#### WORK REQUEST
Look through the records and copy each line with the string "octets" in it.

#### ENTRIES SHOWN
• • • •

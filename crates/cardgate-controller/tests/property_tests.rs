//! Property-based tests for card classification.

use cardgate_controller::{Authenticator, StaticDirectory};
use cardgate_core::Identity;
use proptest::prelude::*;

const MASTER: [u8; 4] = [0x03, 0x89, 0xAF, 0x0D];

fn classify(uid: &[u8]) -> Identity {
    let authenticator = Authenticator::new(StaticDirectory::reference());
    tokio::runtime::Builder::new_current_thread()
        .build()
        .expect("Failed to build test runtime")
        .block_on(authenticator.classify_bytes(uid))
}

/// Strategy for byte strings of reader-plausible and degenerate lengths.
fn any_uid() -> impl Strategy<Value = Vec<u8>> {
    prop::collection::vec(any::<u8>(), 0..=12)
}

proptest! {
    /// Property: Master iff the bytes equal the master UID exactly.
    #[test]
    fn prop_master_iff_exact(uid in any_uid()) {
        let is_master = classify(&uid) == Identity::Master;
        prop_assert_eq!(is_master, uid == MASTER);
    }

    /// Property: any truncation of the master UID is not Master.
    #[test]
    fn prop_truncated_master_rejected(len in 0usize..MASTER.len()) {
        prop_assert_ne!(classify(&MASTER[..len]), Identity::Master);
    }

    /// Property: any extension of the master UID is not Master.
    #[test]
    fn prop_extended_master_rejected(suffix in prop::collection::vec(any::<u8>(), 1..=6)) {
        let mut uid = MASTER.to_vec();
        uid.extend(suffix);
        prop_assert_ne!(classify(&uid), Identity::Master);
    }

    /// Property: any reordering other than the identity is not Master.
    #[test]
    fn prop_permuted_master_rejected(permutation in Just(MASTER.to_vec()).prop_shuffle()) {
        prop_assume!(permutation != MASTER);
        prop_assert_ne!(classify(&permutation), Identity::Master);
    }

    /// Property: cards outside the reference table are Unknown.
    #[test]
    fn prop_unenrolled_cards_unknown(uid in prop::collection::vec(any::<u8>(), 4..=10)) {
        prop_assume!(uid != MASTER);
        prop_assume!(uid != [0x12, 0x34, 0x56, 0x78]);
        prop_assume!(uid != [0x87, 0x65, 0x43, 0x21]);
        prop_assert_eq!(classify(&uid), Identity::Unknown);
    }
}
//! Mock strike relay and buzzer.
//!
//! Both record what they were asked to do against the tokio clock, so tests
//! running with a paused clock can assert exact hold and tone durations.

use std::sync::{Arc, Mutex, MutexGuard};
use std::time::Duration;

use tokio::time::Instant;

use crate::{
    Result,
    traits::{RelayDevice, ToneDevice},
};

/// One relay output change.
#[derive(Debug, Clone, Copy, PartialEq, Eq)]
pub struct RelaySwitch {
    pub energized: bool,
    pub at: Instant,
}

/// Mock relay that records every output change.
#[derive(Debug)]
pub struct MockRelay {
    switches: Arc<Mutex<Vec<RelaySwitch>>>,
}

impl MockRelay {
    pub fn new() -> (Self, MockRelayHandle) {
        let switches = Arc::new(Mutex::new(Vec::new()));
        let handle = MockRelayHandle {
            switches: Arc::clone(&switches),
        };
        (Self { switches }, handle)
    }
}

impl RelayDevice for MockRelay {
    async fn set_energized(&mut self, energized: bool) -> Result<()> {
        lock(&self.switches).push(RelaySwitch {
            energized,
            at: Instant::now(),
        });
        Ok(())
    }
}

/// Handle for inspecting a mock relay.
#[derive(Debug, Clone)]
pub struct MockRelayHandle {
    switches: Arc<Mutex<Vec<RelaySwitch>>>,
}

impl MockRelayHandle {
    /// Every recorded output change, oldest first.
    pub fn switches(&self) -> Vec<RelaySwitch> {
        lock(&self.switches).clone()
    }

    /// Current output level.
    pub fn is_energized(&self) -> bool {
        lock(&self.switches).last().is_some_and(|s| s.energized)
    }

    /// Whether the relay was ever energized.
    pub fn was_energized(&self) -> bool {
        lock(&self.switches).iter().any(|s| s.energized)
    }

    /// Durations of each completed energize/release pair.
    pub fn hold_durations(&self) -> Vec<Duration> {
        let switches = lock(&self.switches);
        switches
            .windows(2)
            .filter(|pair| pair[0].energized && !pair[1].energized)
            .map(|pair| pair[1].at.duration_since(pair[0].at))
            .collect()
    }
}

/// One tone played on the mock buzzer.
#[derive(Debug, Clone, Copy, PartialEq, Eq)]
pub struct PlayedTone {
    pub frequency_hz: u32,
    pub duration: Duration,
    pub started_at: Instant,
}

/// Mock buzzer that sleeps for each tone's duration.
#[derive(Debug)]
pub struct MockBuzzer {
    played: Arc<Mutex<Vec<PlayedTone>>>,
}

impl MockBuzzer {
    pub fn new() -> (Self, MockBuzzerHandle) {
        let played = Arc::new(Mutex::new(Vec::new()));
        let handle = MockBuzzerHandle {
            played: Arc::clone(&played),
        };
        (Self { played }, handle)
    }
}

impl ToneDevice for MockBuzzer {
    async fn play_tone(&mut self, frequency_hz: u32, duration: Duration) -> Result<()> {
        lock(&self.played).push(PlayedTone {
            frequency_hz,
            duration,
            started_at: Instant::now(),
        });
        tokio::time::sleep(duration).await;
        Ok(())
    }
}

/// Handle for inspecting a mock buzzer.
#[derive(Debug, Clone)]
pub struct MockBuzzerHandle {
    played: Arc<Mutex<Vec<PlayedTone>>>,
}

impl MockBuzzerHandle {
    /// Every tone played, oldest first.
    pub fn played(&self) -> Vec<PlayedTone> {
        lock(&self.played).clone()
    }

    /// `(frequency, duration)` pairs, oldest first.
    pub fn notes(&self) -> Vec<(u32, Duration)> {
        lock(&self.played)
            .iter()
            .map(|tone| (tone.frequency_hz, tone.duration))
            .collect()
    }
}

fn lock<T>(mutex: &Mutex<T>) -> MutexGuard<'_, T> {
    mutex.lock().unwrap_or_else(|poisoned| poisoned.into_inner())
}
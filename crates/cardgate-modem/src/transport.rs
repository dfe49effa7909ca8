//! Request/response exchange over the modem's serial link.
//!
//! The link has no readiness signal and the modem firmware has no reliable
//! end-of-response marker, so every exchange is a write followed by a
//! fixed listening window. Whatever arrives inside the window is the
//! response; silence is an empty response, never an error.
//!
//! # Architecture
//!
//! ```text
//! ConnectivityMonitor ─┐
//! NotificationDispatcher ─┼─> SharedTransport ──> ModemTransport ──> SerialLink
//! AccessController (drain) ─┘     (tokio Mutex)
//! ```

use std::sync::Arc;
use std::time::Duration;

use bytes::BytesMut;
use cardgate_hardware::SerialLink;
use tokio::sync::Mutex;
use tokio::time::Instant;
use tracing::{debug, trace, warn};

use crate::at::AtCommand;

/// How often the link is polled while a response window is open.
pub const POLL_INTERVAL: Duration = Duration::from_millis(10);

/// Longest a single drain of unsolicited output may read for.
pub const DRAIN_WINDOW: Duration = Duration::from_millis(100);

/// Longest unfinished line kept between drains.
pub const MAX_PARTIAL_LINE: usize = 256;

/// A transport shared by every component that talks to the modem.
pub type SharedTransport<L> = Arc<Mutex<ModemTransport<L>>>;

/// AT-command transport over a [`SerialLink`].
///
/// # Examples
///
/// ```
/// use std::time::Duration;
/// use cardgate_hardware::mock::MockSerialLink;
/// use cardgate_modem::{AtCommand, ModemTransport};
///
/// #[tokio::main(flavor = "current_thread", start_paused = true)]
/// async fn main() {
///     let (link, handle) = MockSerialLink::new();
///     handle.reply_to("AT", "AT\r\nOK\r\n", Duration::from_millis(200));
///
///     let mut transport = ModemTransport::new(link);
///     let response = transport.send(&AtCommand::Attention).await;
///     assert!(response.contains("OK"));
/// }
/// ```
#[derive(Debug)]
pub struct ModemTransport<L> {
    link: L,
    /// Partial line left over from the last drain.
    log_buffer: BytesMut,
}

impl<L: SerialLink> ModemTransport<L> {
    pub fn new(link: L) -> Self {
        Self {
            link,
            log_buffer: BytesMut::new(),
        }
    }

    /// Wrap the transport for sharing between components.
    pub fn into_shared(self) -> SharedTransport<L> {
        Arc::new(Mutex::new(self))
    }

    /// Send a command with its default response window.
    pub async fn send(&mut self, command: &AtCommand) -> String {
        self.send_command(command, command.default_timeout()).await
    }

    /// Write `command` once and collect everything received until `timeout`
    /// has elapsed since the call began.
    ///
    /// Always waits the full window, even when the modem answers early.
    /// Write failures are logged and the window is still observed, so the
    /// caller sees an empty response.
    pub async fn send_command(&mut self, command: &AtCommand, timeout: Duration) -> String {
        let deadline = Instant::now() + timeout;

        debug!(
            target: "cardgate::modem",
            command = command.name(),
            timeout_ms = timeout.as_millis() as u64,
            "Sending AT command"
        );

        if let Err(e) = self.link.write(&command.serialize()).await {
            warn!(
                target: "cardgate::modem",
                command = command.name(),
                error = %e,
                "Modem write failed"
            );
        }

        let mut response = BytesMut::new();
        loop {
            self.read_available(&mut response, deadline).await;

            let now = Instant::now();
            if now >= deadline {
                break;
            }
            tokio::time::sleep(POLL_INTERVAL.min(deadline - now)).await;
        }

        let text = String::from_utf8_lossy(&response).into_owned();
        trace!(
            target: "cardgate::modem",
            command = command.name(),
            bytes = response.len(),
            response = %text.escape_debug(),
            "AT response window closed"
        );
        text
    }

    /// Push `request` over a fresh TCP connection.
    ///
    /// Issues exactly four exchanges: open, announce size, payload, close.
    /// Responses are not inspected; a failed step does not stop the next.
    pub async fn connect_and_post(&mut self, host: &str, port: u16, request: &str) {
        let steps = [
            AtCommand::OpenTcp {
                host: host.to_string(),
                port,
            },
            AtCommand::SendSize(request.len()),
            AtCommand::Payload(request.to_string()),
            AtCommand::Close,
        ];

        for step in &steps {
            self.send(step).await;
        }
    }

    /// Forward unsolicited modem output to the log without writing.
    ///
    /// Reads for at most [`DRAIN_WINDOW`]. Complete lines are logged at
    /// `debug`; a trailing partial line is kept for the next drain unless it
    /// reaches [`MAX_PARTIAL_LINE`] bytes, in which case it is logged as is
    /// and dropped. Returns the number of lines logged.
    pub async fn drain_pending(&mut self) -> usize {
        let mut incoming = std::mem::take(&mut self.log_buffer);
        self.read_available(&mut incoming, Instant::now() + DRAIN_WINDOW)
            .await;

        let mut logged = 0;
        while let Some(newline) = incoming.iter().position(|&b| b == b'\n') {
            let line = incoming.split_to(newline + 1);
            let text = String::from_utf8_lossy(&line);
            let text = text.trim_end_matches(['\r', '\n']);
            if !text.is_empty() {
                debug!(target: "cardgate::modem", line = %text, "Modem output");
                logged += 1;
            }
        }

        if incoming.len() >= MAX_PARTIAL_LINE {
            debug!(
                target: "cardgate::modem",
                line = %String::from_utf8_lossy(&incoming).escape_debug(),
                bytes = incoming.len(),
                "Modem output without line end"
            );
            incoming.clear();
            logged += 1;
        }

        self.log_buffer = incoming;
        logged
    }

    /// Read until the link is empty or `deadline` has passed.
    async fn read_available(&mut self, buffer: &mut BytesMut, deadline: Instant) {
        while Instant::now() <= deadline {
            match self.link.bytes_available().await {
                Ok(0) => return,
                Ok(_) => match self.link.read_byte().await {
                    Ok(byte) => buffer.extend_from_slice(&[byte]),
                    Err(e) => {
                        warn!(target: "cardgate::modem", error = %e, "Modem read failed");
                        return;
                    }
                },
                Err(e) => {
                    warn!(target: "cardgate::modem", error = %e, "Modem link query failed");
                    return;
                }
            }
        }
    }

    /// Bytes of an unfinished line held since the last drain.
    pub fn pending_partial_line(&self) -> usize {
        self.log_buffer.len()
    }
}
//! Bench peripherals for running the controller from a terminal.
//!
//! Cards are typed on stdin as hex UIDs, one per line. The display, relay
//! and buzzer report what they would have done through `tracing`.

use std::time::Duration;

use cardgate_core::CardUid;
use cardgate_hardware::mock::MockRfidHandle;
use cardgate_hardware::{DisplayDevice, RelayDevice, Result, ToneDevice};
use tokio::io::{AsyncBufReadExt, BufReader};
use tokio::task::JoinHandle;
use tracing::{debug, info, warn};

/// What a line typed on stdin means to the reader.
#[derive(Debug, Clone, PartialEq, Eq)]
pub enum CardLine {
    Blank,
    Uid(Vec<u8>),
    Unreadable(String),
}

impl CardLine {
    pub fn parse(line: &str) -> Self {
        let text = line.trim();
        if text.is_empty() {
            return Self::Blank;
        }
        match CardUid::from_hex(text) {
            Ok(uid) => Self::Uid(uid.as_bytes().to_vec()),
            Err(e) => Self::Unreadable(e.to_string()),
        }
    }
}

/// Forward stdin lines to a reader handle until stdin closes.
pub fn spawn_stdin_feeder(reader: MockRfidHandle) -> JoinHandle<()> {
    tokio::spawn(async move {
        let mut lines = BufReader::new(tokio::io::stdin()).lines();
        loop {
            let line = match lines.next_line().await {
                Ok(Some(line)) => line,
                Ok(None) => {
                    debug!("stdin closed, no more cards");
                    break;
                }
                Err(e) => {
                    warn!(error = %e, "Failed to read stdin");
                    break;
                }
            };

            let presented = match CardLine::parse(&line) {
                CardLine::Blank => continue,
                CardLine::Uid(bytes) => reader.present_card(bytes).await,
                CardLine::Unreadable(message) => {
                    warn!(line = %line.trim(), error = %message, "Not a card UID");
                    reader.present_unreadable_card(message).await
                }
            };

            if presented.is_err() {
                debug!("Reader dropped, stopping stdin feeder");
                break;
            }
        }
    })
}

/// Display that logs every presented frame.
#[derive(Debug, Default)]
pub struct ConsoleDisplay {
    buffer: Vec<String>,
    row: usize,
}

impl ConsoleDisplay {
    pub fn new() -> Self {
        Self::default()
    }

    fn rendered(&self) -> String {
        self.buffer.join(" | ")
    }
}

impl DisplayDevice for ConsoleDisplay {
    async fn init(&mut self) -> Result<()> {
        debug!("Console display ready");
        Ok(())
    }

    async fn clear(&mut self) -> Result<()> {
        self.buffer.clear();
        self.row = 0;
        Ok(())
    }

    async fn set_cursor(&mut self, _x: usize, y: usize) -> Result<()> {
        self.row = y;
        Ok(())
    }

    async fn print_line(&mut self, text: &str) -> Result<()> {
        if self.buffer.len() <= self.row {
            self.buffer.resize(self.row + 1, String::new());
        }
        self.buffer[self.row] = text.to_string();
        self.row += 1;
        Ok(())
    }

    async fn present(&mut self) -> Result<()> {
        info!(screen = %self.rendered(), "Display");
        Ok(())
    }
}

/// Strike relay that logs coil changes.
#[derive(Debug, Default)]
pub struct ConsoleRelay {
    energized: bool,
}

impl ConsoleRelay {
    pub fn new() -> Self {
        Self::default()
    }
}

impl RelayDevice for ConsoleRelay {
    async fn set_energized(&mut self, energized: bool) -> Result<()> {
        if energized != self.energized {
            info!(energized, "Relay");
        }
        self.energized = energized;
        Ok(())
    }
}

/// Buzzer that logs tones and waits out their duration.
#[derive(Debug, Default)]
pub struct ConsoleBuzzer;

impl ToneDevice for ConsoleBuzzer {
    async fn play_tone(&mut self, frequency_hz: u32, duration: Duration) -> Result<()> {
        debug!(frequency_hz, duration_ms = duration.as_millis() as u64, "Tone");
        tokio::time::sleep(duration).await;
        Ok(())
    }
}
//! Mock device implementations for testing and development.
//!
//! This module provides simulated device implementations that can be controlled
//! programmatically without requiring physical hardware. Each mock is created
//! together with a handle used to drive or inspect it from tests.

pub mod display;
pub mod relay;
pub mod rfid;
pub mod serial;

// Re-export commonly used types
pub use display::{MockDisplay, MockDisplayHandle};
pub use relay::{MockBuzzer, MockBuzzerHandle, MockRelay, MockRelayHandle, PlayedTone, RelaySwitch};
pub use rfid::{MockRfid, MockRfidHandle};
pub use serial::{MockSerialHandle, MockSerialLink};
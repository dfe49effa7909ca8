//! Peripheral errors.
//!
//! None of these are fatal to the access cycle except a display that fails
//! to initialize; the controller logs the rest and carries on.

/// Result type alias for hardware operations.
pub type Result<T> = std::result::Result<T, HardwareError>;

/// Errors raised by readers, actuators and the modem link.
#[derive(Debug, thiserror::Error)]
pub enum HardwareError {
    /// The device, or the channel feeding it, is gone.
    #[error("Device disconnected: {device}")]
    Disconnected { device: String },

    /// The serial link rejected a read or write.
    #[error("Serial link error: {message}")]
    Link { message: String },

    /// Bytes from the device did not make sense.
    #[error("Invalid data: {message}")]
    InvalidData { message: String },

    #[error("Initialization failed: {message}")]
    InitializationFailed { message: String },

    /// A card was in the field but its UID could not be read.
    #[error("Card read error: {message}")]
    CardRead { message: String },

    #[error("I/O error: {0}")]
    Io(#[from] std::io::Error),
}

impl HardwareError {
    pub fn disconnected(device: impl Into<String>) -> Self {
        Self::Disconnected {
            device: device.into(),
        }
    }

    pub fn link(message: impl Into<String>) -> Self {
        Self::Link {
            message: message.into(),
        }
    }

    pub fn invalid_data(message: impl Into<String>) -> Self {
        Self::InvalidData {
            message: message.into(),
        }
    }

    pub fn initialization_failed(message: impl Into<String>) -> Self {
        Self::InitializationFailed {
            message: message.into(),
        }
    }

    pub fn card_read(message: impl Into<String>) -> Self {
        Self::CardRead {
            message: message.into(),
        }
    }
}

/// A UID outside 4-10 bytes surfaces as invalid reader data.
impl From<cardgate_core::Error> for HardwareError {
    fn from(error: cardgate_core::Error) -> Self {
        Self::InvalidData {
            message: error.to_string(),
        }
    }
}

#[cfg(test)]
mod tests {
    use super::*;

    #[test]
    fn test_disconnected_names_device() {
        let error = HardwareError::disconnected("MFRC522");
        assert!(matches!(error, HardwareError::Disconnected { .. }));
        assert_eq!(error.to_string(), "Device disconnected: MFRC522");
    }

    #[test]
    fn test_link_error() {
        let error = HardwareError::link("port closed");
        assert!(matches!(error, HardwareError::Link { .. }));
        assert_eq!(error.to_string(), "Serial link error: port closed");
    }

    #[test]
    fn test_display_init_message() {
        let error = HardwareError::initialization_failed("SSD1306 not responding");
        assert_eq!(
            error.to_string(),
            "Initialization failed: SSD1306 not responding"
        );
    }

    #[test]
    fn test_short_uid_is_invalid_data() {
        let core = cardgate_core::CardUid::new(vec![0x01]).unwrap_err();
        let error: HardwareError = core.into();
        assert!(matches!(error, HardwareError::InvalidData { .. }));
    }
}
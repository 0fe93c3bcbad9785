use std::io;

use log::debug;
use zeroize::Zeroizing;

use crate::crypto::public_key::PublicKeyAlgorithm;
use crate::errors::{Error, Result};
use crate::ser::Serialize;
use crate::types::{IntegrityCheck, PlainSecretParams, PublicParams, S2kParams};

/// Secret key material that is still encrypted.
#[derive(Clone, PartialEq, Eq, derive_more::Debug)]
pub struct EncryptedSecretParams {
    /// The encrypted data, including the encrypted checksum or hash.
    #[debug("{}", hex::encode(data))]
    data: Vec<u8>,
    s2k_params: S2kParams,
}

impl EncryptedSecretParams {
    pub fn new(data: Vec<u8>, s2k_params: S2kParams) -> Self {
        EncryptedSecretParams { data, s2k_params }
    }

    pub fn data(&self) -> &[u8] {
        &self.data
    }

    pub fn s2k_params(&self) -> &S2kParams {
        &self.s2k_params
    }

    /// Which check protects the material once decrypted.
    pub fn integrity_check(&self) -> IntegrityCheck {
        match self.s2k_params {
            S2kParams::Cfb { .. } => IntegrityCheck::Sha1,
            _ => IntegrityCheck::Checksum,
        }
    }

    /// Decrypts and verifies the material, without modifying `self`.
    ///
    /// A wrong passphrase shows up as `IntegrityMismatch`.
    pub fn unlock(
        &self,
        passphrase: &[u8],
        alg: PublicKeyAlgorithm,
        public_params: &PublicParams,
    ) -> Result<PlainSecretParams> {
        let (Some(sym_alg), Some(iv), Some(s2k)) = (
            self.s2k_params.sym_alg(),
            self.s2k_params.iv(),
            self.s2k_params.string_to_key(),
        ) else {
            return Err(Error::inconsistent(
                "encrypted secret params without protection",
            ));
        };
        if s2k.is_gnu_extension() {
            return Err(Error::UnsupportedS2kSpecifier {
                typ: s2k.typ().into(),
            });
        }
        debug!(
            "unlocking secret key: usage {} {:?} {:?}",
            self.s2k_params.usage(),
            sym_alg,
            s2k.typ()
        );

        let key = s2k.derive_key(passphrase, sym_alg.checked_key_size()?)?;

        let mut plaintext = Zeroizing::new(self.data.clone());
        sym_alg.decrypt_with_iv_regular(&key, iv, &mut plaintext)?;

        let material = self.integrity_check().verify(&plaintext).map_err(|err| {
            debug!("failed to unlock secret key: {}", err);
            err
        })?;

        // A wrong passphrase passes the two octet checksum once in 65536 tries.
        PlainSecretParams::try_from_slice_no_checksum(material, alg, public_params).map_err(|err| {
            debug!("malformed secret key material after decryption: {}", err);
            Error::integrity("check password")
        })
    }
}

impl Serialize for EncryptedSecretParams {
    fn to_writer<W: io::Write>(&self, writer: &mut W) -> Result<()> {
        self.s2k_params.to_writer(writer)?;
        writer.write_all(&self.data)?;

        Ok(())
    }

    fn write_len(&self) -> usize {
        self.s2k_params.write_len() + self.data.len()
    }
}
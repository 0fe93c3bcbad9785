use std::io;

use sha1::{Digest, Sha1};

use crate::errors::{Error, Result};
use crate::ser::Serialize;

/// Two octet checksum: sum of all octets mod 65536.
#[derive(Debug, Default, Clone, Copy, PartialEq, Eq)]
pub struct SimpleChecksum(u16);

impl SimpleChecksum {
    pub fn update(&mut self, data: &[u8]) {
        for &b in data {
            self.0 = self.0.wrapping_add(u16::from(b));
        }
    }

    pub fn finalize(&self) -> [u8; 2] {
        self.0.to_be_bytes()
    }
}

impl io::Write for SimpleChecksum {
    fn write(&mut self, buf: &[u8]) -> io::Result<usize> {
        self.update(buf);
        Ok(buf.len())
    }

    fn flush(&mut self) -> io::Result<()> {
        Ok(())
    }
}

impl Serialize for SimpleChecksum {
    fn to_writer<W: io::Write>(&self, writer: &mut W) -> Result<()> {
        writer.write_all(&self.finalize())?;
        Ok(())
    }

    fn write_len(&self) -> usize {
        2
    }
}

/// Calculates the two octet checksum of `data`.
#[inline]
pub fn calculate_simple(data: &[u8]) -> u16 {
    let mut hasher = SimpleChecksum::default();
    hasher.update(data);
    hasher.0
}

/// Verifies that `expected` (two octets, big endian) is the simple checksum of `data`.
#[inline]
pub fn simple(expected: &[u8], data: &[u8]) -> Result<()> {
    let expected: [u8; 2] = expected
        .try_into()
        .map_err(|_| Error::integrity("invalid checksum length"))?;

    if u16::from_be_bytes(expected) != calculate_simple(data) {
        return Err(Error::integrity("check password"));
    }

    Ok(())
}

/// SHA1 checksum over all given chunks.
pub fn calculate_sha1<I, T>(data: I) -> [u8; 20]
where
    T: AsRef<[u8]>,
    I: IntoIterator<Item = T>,
{
    let mut digest = Sha1::new();
    for chunk in data {
        digest.update(chunk.as_ref());
    }
    digest.finalize().into()
}

/// Verifies that `expected` is the SHA1 hash of `data`.
#[inline]
pub fn sha1(expected: &[u8], data: &[u8]) -> Result<()> {
    if expected != calculate_sha1([data]) {
        return Err(Error::integrity("check password"));
    }

    Ok(())
}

• • • •

#### RESPONSE TO THE EXERCISE
/// Two octet checksum: sum of all octets mod 65536.
/// Verifies that `expected` (two octets, big endian) is the simple checksum of `data`.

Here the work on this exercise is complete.